## EXERCISE DETAILS
Whenever a line of the entries below holds the string "struct", copy that line and return it.

## DATA UNDER STUDY
++++++++

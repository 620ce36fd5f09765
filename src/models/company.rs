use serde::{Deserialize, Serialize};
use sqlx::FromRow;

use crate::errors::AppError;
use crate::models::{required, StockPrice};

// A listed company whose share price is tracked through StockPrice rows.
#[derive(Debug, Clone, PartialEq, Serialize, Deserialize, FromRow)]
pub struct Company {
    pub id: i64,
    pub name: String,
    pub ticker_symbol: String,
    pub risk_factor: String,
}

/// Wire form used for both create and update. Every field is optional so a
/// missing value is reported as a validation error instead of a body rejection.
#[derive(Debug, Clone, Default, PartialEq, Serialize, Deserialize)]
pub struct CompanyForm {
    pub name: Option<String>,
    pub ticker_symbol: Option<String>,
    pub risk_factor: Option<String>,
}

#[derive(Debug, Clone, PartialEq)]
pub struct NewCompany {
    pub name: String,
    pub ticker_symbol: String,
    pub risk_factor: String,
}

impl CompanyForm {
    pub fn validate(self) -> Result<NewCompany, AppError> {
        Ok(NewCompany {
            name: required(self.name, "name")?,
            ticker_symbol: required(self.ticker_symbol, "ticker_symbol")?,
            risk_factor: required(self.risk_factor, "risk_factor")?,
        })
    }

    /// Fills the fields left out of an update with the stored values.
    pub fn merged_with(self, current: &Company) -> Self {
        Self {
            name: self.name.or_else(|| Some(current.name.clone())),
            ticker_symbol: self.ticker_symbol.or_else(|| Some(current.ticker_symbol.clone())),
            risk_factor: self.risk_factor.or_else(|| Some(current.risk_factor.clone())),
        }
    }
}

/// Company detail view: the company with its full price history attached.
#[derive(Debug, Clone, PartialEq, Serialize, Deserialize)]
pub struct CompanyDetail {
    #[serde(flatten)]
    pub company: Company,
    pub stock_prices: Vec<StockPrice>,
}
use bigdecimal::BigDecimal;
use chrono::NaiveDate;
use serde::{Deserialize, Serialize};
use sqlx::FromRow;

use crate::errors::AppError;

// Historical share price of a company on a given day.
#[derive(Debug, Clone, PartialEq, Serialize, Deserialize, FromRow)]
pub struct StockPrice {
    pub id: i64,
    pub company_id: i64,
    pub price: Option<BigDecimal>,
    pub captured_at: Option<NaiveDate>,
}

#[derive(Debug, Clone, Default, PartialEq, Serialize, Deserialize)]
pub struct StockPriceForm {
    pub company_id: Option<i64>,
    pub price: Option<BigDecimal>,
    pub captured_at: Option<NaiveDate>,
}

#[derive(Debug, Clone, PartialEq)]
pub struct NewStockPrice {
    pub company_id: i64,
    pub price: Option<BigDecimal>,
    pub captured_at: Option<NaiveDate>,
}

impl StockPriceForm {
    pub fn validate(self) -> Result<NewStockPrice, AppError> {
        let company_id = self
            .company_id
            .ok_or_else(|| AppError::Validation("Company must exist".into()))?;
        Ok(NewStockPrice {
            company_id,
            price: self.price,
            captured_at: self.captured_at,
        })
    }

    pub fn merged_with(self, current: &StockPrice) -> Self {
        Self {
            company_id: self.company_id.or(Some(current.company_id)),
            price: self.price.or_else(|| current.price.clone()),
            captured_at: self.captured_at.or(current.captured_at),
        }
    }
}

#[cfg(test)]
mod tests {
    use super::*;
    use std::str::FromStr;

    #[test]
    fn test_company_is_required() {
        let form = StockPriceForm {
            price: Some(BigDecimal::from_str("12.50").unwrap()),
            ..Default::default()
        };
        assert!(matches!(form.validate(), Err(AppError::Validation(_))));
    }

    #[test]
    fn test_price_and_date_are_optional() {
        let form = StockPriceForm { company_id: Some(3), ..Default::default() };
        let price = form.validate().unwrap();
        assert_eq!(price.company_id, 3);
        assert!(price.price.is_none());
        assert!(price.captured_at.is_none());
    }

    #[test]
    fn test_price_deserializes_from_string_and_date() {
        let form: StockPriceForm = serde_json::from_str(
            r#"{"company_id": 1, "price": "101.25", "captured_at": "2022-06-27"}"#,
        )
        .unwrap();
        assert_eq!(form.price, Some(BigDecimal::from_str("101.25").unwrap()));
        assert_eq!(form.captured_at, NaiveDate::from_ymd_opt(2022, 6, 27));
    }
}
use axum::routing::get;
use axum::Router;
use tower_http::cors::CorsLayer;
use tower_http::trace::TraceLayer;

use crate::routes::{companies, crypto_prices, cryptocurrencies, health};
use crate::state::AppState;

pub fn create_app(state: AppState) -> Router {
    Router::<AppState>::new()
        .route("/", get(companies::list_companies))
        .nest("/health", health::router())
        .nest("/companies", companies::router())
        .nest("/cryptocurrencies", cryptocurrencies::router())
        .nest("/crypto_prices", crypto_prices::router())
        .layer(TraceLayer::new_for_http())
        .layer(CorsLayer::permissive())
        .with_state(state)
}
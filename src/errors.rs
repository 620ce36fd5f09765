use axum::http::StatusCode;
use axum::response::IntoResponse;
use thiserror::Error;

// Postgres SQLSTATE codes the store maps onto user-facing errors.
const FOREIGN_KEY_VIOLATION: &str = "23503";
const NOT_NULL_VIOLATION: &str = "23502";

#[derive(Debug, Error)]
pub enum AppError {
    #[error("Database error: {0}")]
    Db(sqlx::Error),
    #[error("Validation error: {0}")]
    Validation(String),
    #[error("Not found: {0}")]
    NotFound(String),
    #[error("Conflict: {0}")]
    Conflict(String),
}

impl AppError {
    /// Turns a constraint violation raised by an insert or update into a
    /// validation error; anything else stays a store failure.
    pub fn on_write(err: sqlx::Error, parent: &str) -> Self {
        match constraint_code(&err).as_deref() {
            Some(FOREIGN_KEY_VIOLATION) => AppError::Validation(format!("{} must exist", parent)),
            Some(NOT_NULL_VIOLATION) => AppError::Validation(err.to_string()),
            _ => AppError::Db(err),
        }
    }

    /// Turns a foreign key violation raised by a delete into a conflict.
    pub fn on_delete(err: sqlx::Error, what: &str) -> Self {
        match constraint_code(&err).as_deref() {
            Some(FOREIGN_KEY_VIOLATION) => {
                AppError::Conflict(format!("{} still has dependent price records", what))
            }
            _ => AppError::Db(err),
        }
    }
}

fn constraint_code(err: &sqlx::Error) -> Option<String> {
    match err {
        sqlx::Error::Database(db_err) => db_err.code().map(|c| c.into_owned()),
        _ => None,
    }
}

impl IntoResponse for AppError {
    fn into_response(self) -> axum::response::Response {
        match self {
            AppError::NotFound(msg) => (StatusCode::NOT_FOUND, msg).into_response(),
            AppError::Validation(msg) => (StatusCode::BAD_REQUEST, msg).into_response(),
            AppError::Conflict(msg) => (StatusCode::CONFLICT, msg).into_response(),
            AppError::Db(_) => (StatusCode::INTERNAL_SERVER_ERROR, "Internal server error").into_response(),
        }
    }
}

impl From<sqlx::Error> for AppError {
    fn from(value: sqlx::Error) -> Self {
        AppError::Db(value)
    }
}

++++++++

## RESPONSE AREA
pub struct Company {
pub struct CompanyForm {
pub struct NewCompany {
pub struct CompanyDetail {
pub struct StockPrice {
pub struct StockPriceForm {
pub struct NewStockPrice {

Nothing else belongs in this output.